#![warn(missing_docs)]

//! zbackup binary: one backup run per invocation, usually from cron.

use std::process::ExitCode;
use std::sync::Arc;

use anyhow::{Context, Result};
use chrono::Local;
use clap::Parser;
use tracing::{error, info, warn};
use tracing_subscriber::{fmt, prelude::*, EnvFilter};

use zbackup::cli::Cli;
use zbackup::lock::{LockOutcome, RunLock};
use zbackup::{BackupConfig, BackupError, RunController, RunRequest, ZfsBackend};

#[tokio::main(flavor = "current_thread")]
async fn main() -> ExitCode {
    let cli = Cli::parse();

    let filter = EnvFilter::try_from_default_env().unwrap_or_else(|_| EnvFilter::new(cli.log_filter()));
    tracing_subscriber::registry()
        .with(fmt::layer().with_writer(std::io::stderr))
        .with(filter)
        .init();

    match run(cli).await {
        Ok(()) => ExitCode::SUCCESS,
        Err(e) => {
            error!("{:#}", e);
            ExitCode::FAILURE
        }
    }
}

async fn run(cli: Cli) -> Result<()> {
    let mut config = BackupConfig::load_or_default(&cli.config)
        .with_context(|| format!("loading {}", cli.config.display()))?;
    cli.apply(&mut config);
    config.validate()?;
    let options = cli.run_options();

    let _lock = match RunLock::acquire(&config.lock_path)? {
        LockOutcome::Acquired(lock) => {
            info!(pid = lock.pid(), "holding run lock {}", lock.path().display());
            lock
        }
        LockOutcome::Held { pid } => {
            warn!(pid, "another run is in progress, skipping");
            return Ok(());
        }
    };

    info!(
        dataset = %config.dataset,
        nearline = %config.nearline.target(),
        archive = %config.archive.target(),
        dry_run = options.is_dry_run(),
        "zbackup starting"
    );

    let local = Arc::new(ZfsBackend::local(&config.zfs_program));
    let nearline = Arc::new(ZfsBackend::remote(
        &config.nearline.user,
        &config.nearline.host,
        &config.zfs_program,
        config.ssh.clone(),
    ));
    let archive = Arc::new(ZfsBackend::remote(
        &config.archive.user,
        &config.archive.host,
        &config.zfs_program,
        config.ssh.clone(),
    ));
    let controller = RunController::new(config, options, local, nearline, archive);
    let request = RunRequest {
        now: Local::now().naive_local(),
        force_archive: cli.archive,
    };

    let report = tokio::select! {
        report = controller.run(request) => report?,
        signal = shutdown_signal() => {
            signal?;
            return Err(BackupError::Cancelled.into());
        }
    };

    info!(
        marker = %report.marker.name(),
        rotated = report.rotation.destroyed.len(),
        nearline_bytes = report.nearline.bytes,
        archived = report.archive.is_some(),
        "zbackup finished"
    );
    Ok(())
}

async fn shutdown_signal() -> Result<()> {
    let mut terminate = tokio::signal::unix::signal(tokio::signal::unix::SignalKind::terminate())?;
    tokio::select! {
        ctrl_c = tokio::signal::ctrl_c() => ctrl_c?,
        _ = terminate.recv() => {}
    }
    warn!("signal received, cancelling run");
    Ok(())
}
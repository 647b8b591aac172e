//! Storage backend capability: the narrow set of snapshot/bookmark
//! operations planning and transfer depend on.
//!
//! Reconciliation never talks to a concrete transport; it sees only
//! [`StorageBackend`]. [`crate::zfs::ZfsBackend`] implements it by shelling
//! out locally or over ssh, [`crate::memory::MemoryBackend`] in process.

use async_trait::async_trait;
use futures::future::BoxFuture;
use tokio::io::{AsyncRead, AsyncWrite};

use crate::error::BackupResult;
use crate::marker::{DurableReference, Marker};

/// What to send: the marker `dataset@label`, optionally incremental from
/// the durable reference `dataset#base`.
#[derive(Debug, Clone, PartialEq, Eq)]
pub struct SendSpec {
    /// Source dataset.
    pub dataset: String,
    /// Label of the marker to send.
    pub label: String,
    /// Label of the durable reference used as incremental base.
    pub base: Option<String>,
}

/// Outbound side of a transfer. `completion` resolves once the producer
/// has exited and reports its status.
pub struct SendStream {
    /// Stream bytes.
    pub reader: Box<dyn AsyncRead + Send + Unpin>,
    /// Producer exit status.
    pub completion: BoxFuture<'static, BackupResult<()>>,
}

/// Inbound side of a transfer. `completion` resolves once the stream has
/// been applied (or rejected) by the receiver.
pub struct ReceiveSink {
    /// Destination for stream bytes; shut down to signal end of stream.
    pub writer: Box<dyn AsyncWrite + Send + Unpin>,
    /// Apply status.
    pub completion: BoxFuture<'static, BackupResult<()>>,
}

/// A state-changing operation, used to print what a dry run would do.
#[derive(Debug, Clone, PartialEq, Eq)]
pub enum Mutation<'a> {
    /// Create `dataset@label`.
    CreateMarker {
        /// Dataset.
        dataset: &'a str,
        /// Label.
        label: &'a str,
    },
    /// Create `dataset#label` from `dataset@label`.
    CreateReference {
        /// Dataset.
        dataset: &'a str,
        /// Label.
        label: &'a str,
    },
    /// Destroy `dataset@label`.
    DestroyMarker {
        /// Dataset.
        dataset: &'a str,
        /// Label.
        label: &'a str,
        /// Also destroy it in descendant datasets.
        recursive: bool,
    },
    /// Rename `dataset@from` to `dataset@to`.
    RenameMarker {
        /// Dataset.
        dataset: &'a str,
        /// Current label.
        from: &'a str,
        /// New label.
        to: &'a str,
    },
    /// Create the parents of `dataset`.
    EnsureParent {
        /// Dataset whose parents must exist.
        dataset: &'a str,
    },
    /// Produce a stream.
    Send(&'a SendSpec),
    /// Apply a stream to `dataset`, forced.
    Receive {
        /// Receiving dataset.
        dataset: &'a str,
    },
}

/// Snapshot and bookmark operations on one host.
#[async_trait]
pub trait StorageBackend: Send + Sync {
    /// Human-readable location (`local`, `user@host`, ...).
    fn location(&self) -> String;

    /// The exact command (or description) `op` would execute.
    fn preview(&self, op: &Mutation<'_>) -> String;

    /// Whether `dataset` exists. Transport failures are errors, not `false`.
    async fn dataset_exists(&self, dataset: &str) -> BackupResult<bool>;

    /// Create every missing parent of `dataset` (not `dataset` itself).
    async fn ensure_parent(&self, dataset: &str) -> BackupResult<()>;

    /// Markers directly on `dataset`, ascending by creation order.
    async fn list_markers(&self, dataset: &str) -> BackupResult<Vec<Marker>>;

    /// Durable references on `dataset`, ascending by creation order.
    async fn list_references(&self, dataset: &str) -> BackupResult<Vec<DurableReference>>;

    /// Create `dataset@label`.
    async fn create_marker(&self, dataset: &str, label: &str) -> BackupResult<Marker>;

    /// Create `dataset#label` bound to the guid of `marker`.
    async fn create_reference(&self, marker: &Marker) -> BackupResult<DurableReference>;

    /// Destroy `dataset@label`; `recursive` also destroys the same-named
    /// marker in every descendant dataset.
    async fn destroy_marker(&self, dataset: &str, label: &str, recursive: bool)
        -> BackupResult<()>;

    /// Rename `dataset@from` to `dataset@to`.
    async fn rename_marker(&self, dataset: &str, from: &str, to: &str) -> BackupResult<()>;

    /// Estimated stream size in bytes.
    async fn estimate_send_size(&self, spec: &SendSpec) -> BackupResult<u64>;

    /// Start producing the stream described by `spec`.
    async fn send_stream(&self, spec: &SendSpec) -> BackupResult<SendStream>;

    /// Start a forced apply into `dataset`. Divergent state on the
    /// receiver is rolled back so re-applying the same stream converges.
    async fn receive_stream(&self, dataset: &str) -> BackupResult<ReceiveSink>;
}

----

> **Aim of the exercise**
Return, with no change at all, every line in the entries above from the line containing "Producer exit status." through the line containing "pub struct ReceiveSink".

> **Reply**
    /// Producer exit status.
    pub completion: BoxFuture<'static, BackupResult<()>>,
}

/// Inbound side of a transfer. `completion` resolves once the stream has
/// been applied (or rejected) by the receiver.
pub struct ReceiveSink {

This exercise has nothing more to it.